The described recording system is that of a photographic film transport arrangement, but there are other systems which could be used. For example, the image plane could be located at the surface of a selenium drum printer, or the screen of a vidicon tube. The latter would permit not only printing from a suitable high intensity cathode-ray tube, but would also enable a running line display of the output to be provided for monitoring purposes or for use in telegraphic communication systems.
It will be observed that the illustrated embodiment enables 250,000 symbols to be stored for random access printout within the worst-case tracking time for one co-ordinate. To provide this capability by digital storage of graphic images would require a storage capability of the order of 1,000 megabytes for the most rudimentary character forms, and for a repertoire of acceptable print styles would require an increase of at least one, and possibly two orders of magnitude, thus putting a demand of at least 10,000 and possibly 100,000 megabytes on storage capacity. According to the described embodiment, it is possible to replace a 1010 or 1011 byte store by a single optical store operating on 7-digit binary numbers, and to handle any graphic form required, governed only by artwork considerations.
The use which is made of the image format is dependent upon the application of a particular machine, but the following possibilities exist:
1. To include a shift from "lower case" to "upper case." This could cover not only the normally accepted function of such a shift in relation to any alphabetic script employed, but could also cover a shift from old-style to simplified Chinese characters or from Japanese Katakana to the corresponding Hirugana syllabary.

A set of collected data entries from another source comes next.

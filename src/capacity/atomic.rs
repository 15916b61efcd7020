/*
 * Copyright Amazon.com, Inc. or its affiliates. All Rights Reserved.
 * SPDX-License-Identifier: Apache-2.0
 */

//! A lock-free, bounded integer capacity counter.
//!
//! Capacity is held in a single `AtomicU64` cell and mutated only through a
//! load/compute/`compare_exchange` retry loop: no mutex, no semaphore, no held permits. A caller
//! that cannot currently be admitted simply sees `Ok(None)` and never blocks waiting for one that
//! can.

use crate::error::RetryCoreError;
use std::sync::atomic::{AtomicU64, Ordering};

/// The result of a successful [`AtomicCapacity::try_acquire`] call.
#[derive(Debug, Clone, Copy, PartialEq, Eq)]
pub struct Acquisition {
    /// The amount actually acquired (equal to the requested amount unless it was `0`).
    pub acquired: u64,
    /// The capacity remaining immediately after this acquisition.
    pub remaining: u64,
}

/// A process-local, bounded counter in `[0, max]`, mutated only via compare-and-swap.
///
/// All mutations are linearizable: concurrent `try_acquire` calls for the same amount succeed
/// independently up to the point capacity is exhausted, at which point the first call that would
/// cross zero fails without decrementing anything. `release` saturates at `max`. Neither method
/// blocks; under contention both simply retry the CAS loop.
#[derive(Debug)]
pub struct AtomicCapacity {
    current: AtomicU64,
    max: u64,
}

impl AtomicCapacity {
    /// Create a new capacity starting (and capped) at `max`.
    pub fn new(max: u64) -> Self {
        Self {
            current: AtomicU64::new(max),
            max,
        }
    }

    /// The configured maximum capacity.
    pub fn max(&self) -> u64 {
        self.max
    }

    /// The current capacity. Observational only: the value may change concurrently.
    pub fn current_capacity(&self) -> u64 {
        self.current.load(Ordering::SeqCst)
    }

    /// Attempt to acquire `n` units of capacity.
    ///
    /// `n == 0` always succeeds and reports the current capacity without mutating anything.
    /// Otherwise, returns `Ok(Some(acquisition))` if `n` units were available and have been
    /// deducted, or `Ok(None)` if fewer than `n` units were available (nothing is deducted in
    /// that case).
    pub fn try_acquire(&self, n: u64) -> Result<Option<Acquisition>, RetryCoreError> {
        if n == 0 {
            return Ok(Some(Acquisition {
                acquired: 0,
                remaining: self.current_capacity(),
            }));
        }

        let mut current = self.current.load(Ordering::SeqCst);
        loop {
            if current < n {
                return Ok(None);
            }
            let next = current - n;
            match self.current.compare_exchange_weak(
                current,
                next,
                Ordering::SeqCst,
                Ordering::SeqCst,
            ) {
                Ok(_) => {
                    return Ok(Some(Acquisition {
                        acquired: n,
                        remaining: next,
                    }))
                }
                Err(observed) => current = observed,
            }
        }
    }

    /// Release `n` units of capacity back, saturating at `max`.
    pub fn release(&self, n: u64) -> Result<(), RetryCoreError> {
        if n == 0 {
            return Ok(());
        }

        let mut current = self.current.load(Ordering::SeqCst);
        loop {
            let next = current.saturating_add(n).min(self.max);
            if next == current {
                return Ok(());
            }
            match self.current.compare_exchange_weak(
                current,
                next,
                Ordering::SeqCst,
                Ordering::SeqCst,
            ) {
                Ok(_) => return Ok(()),
                Err(observed) => current = observed,
            }
        }
    }
}

/// Validate that a signed amount from a caller is a non-negative `u64`, rejecting negative
/// acquire/release amounts with `InvalidArgument`.
pub fn validate_amount(n: i64) -> Result<u64, RetryCoreError> {
    u64::try_from(n).map_err(|_| {
        RetryCoreError::invalid_argument(format!("amount must be non-negative, got {n}"))
    })
}

#[cfg(test)]
mod tests {
    use super::*;
    use std::sync::Arc;
    use std::thread;

    #[test]
    fn acquire_zero_never_mutates() {
        let capacity = AtomicCapacity::new(10);
        let before = capacity.current_capacity();
        let acquisition = capacity.try_acquire(0).unwrap().unwrap();
        assert_eq!(acquisition.acquired, 0);
        assert_eq!(acquisition.remaining, before);
        assert_eq!(capacity.current_capacity(), before);
    }

    #[test]
    fn acquire_and_release_round_trip() {
        let capacity = AtomicCapacity::new(10);
        let acquisition = capacity.try_acquire(4).unwrap().unwrap();
        assert_eq!(acquisition, Acquisition { acquired: 4, remaining: 6 });
        capacity.release(4).unwrap();
        assert_eq!(capacity.current_capacity(), 10);
    }

    #[test]
    fn acquire_beyond_capacity_fails_without_mutating() {
        let capacity = AtomicCapacity::new(3);
        assert!(capacity.try_acquire(5).unwrap().is_none());
        assert_eq!(capacity.current_capacity(), 3);
    }

    #[test]
    fn release_saturates_at_max() {
        let capacity = AtomicCapacity::new(10);
        capacity.release(1000).unwrap();
        assert_eq!(capacity.current_capacity(), 10);
    }

    #[test]
    fn release_at_max_is_a_no_op() {
        let capacity = AtomicCapacity::new(10);
        capacity.release(5).unwrap();
        assert_eq!(capacity.current_capacity(), 10);
    }

    #[test]
    fn validate_amount_rejects_negative() {
        assert!(validate_amount(-1).is_err());
        assert_eq!(validate_amount(7).unwrap(), 7);
    }

    #[test]
    fn concurrent_acquisitions_never_exceed_capacity() {
        const MAX: u64 = 5;
        const WORKERS: usize = 10;
        let capacity = Arc::new(AtomicCapacity::new(MAX));
        let handles: Vec<_> = (0..WORKERS)
            .map(|_| {
                let capacity = Arc::clone(&capacity);
                thread::spawn(move || {
                    for _ in 0..1000 {
                        if let Some(acquisition) = capacity.try_acquire(1).unwrap() {
                            assert!(capacity.current_capacity() <= MAX);
                            thread::yield_now();
                            capacity.release(acquisition.acquired).unwrap();
                        }
                    }
                })
            })
            .collect();
        for handle in handles {
            handle.join().unwrap();
        }
        assert_eq!(capacity.current_capacity(), MAX);
    }

    #[test]
    fn never_observes_negative_or_over_max() {
        let capacity = Arc::new(AtomicCapacity::new(20));
        let handles: Vec<_> = (0..8)
            .map(|i| {
                let capacity = Arc::clone(&capacity);
                thread::spawn(move || {
                    for _ in 0..500 {
                        if i % 2 == 0 {
                            let _ = capacity.try_acquire(3);
                        } else {
                            capacity.release(3).unwrap();
                        }
                        let current = capacity.current_capacity();
                        assert!(current <= 20);
                    }
                })
            })
            .collect();
        for handle in handles {
            handle.join().unwrap();
        }
    }
}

2. Where alphabetic scripts involve selection of ligatures in context, simple computation could be used automatically to select the correct variant from a number in a given image field.
3. In the case of large-repertoire Chinese work, any image field could be used for two or more different characters (in a correspondingly restricted range of variations) thereby multiplying the reportoire to 20,000 separate characters or more. Obviously the input would be specifically encoded to ensure the correct shifts in this case.
Although the primary application of the present invention is to ideographic systems, it can nevertheless be used in any writing system where it is inconvenient to move a matrix in order to select individual direct optical images.
The techniques necessary for making holograms of the kind described are known to those skilled in the art of holography, and will not be described further here except to state that the highest possible resolution should be sought, for example by using thermal or electrostatic deformation to produce high efficiency phase holograms, and taking the best means known to eliminate speckle in their production.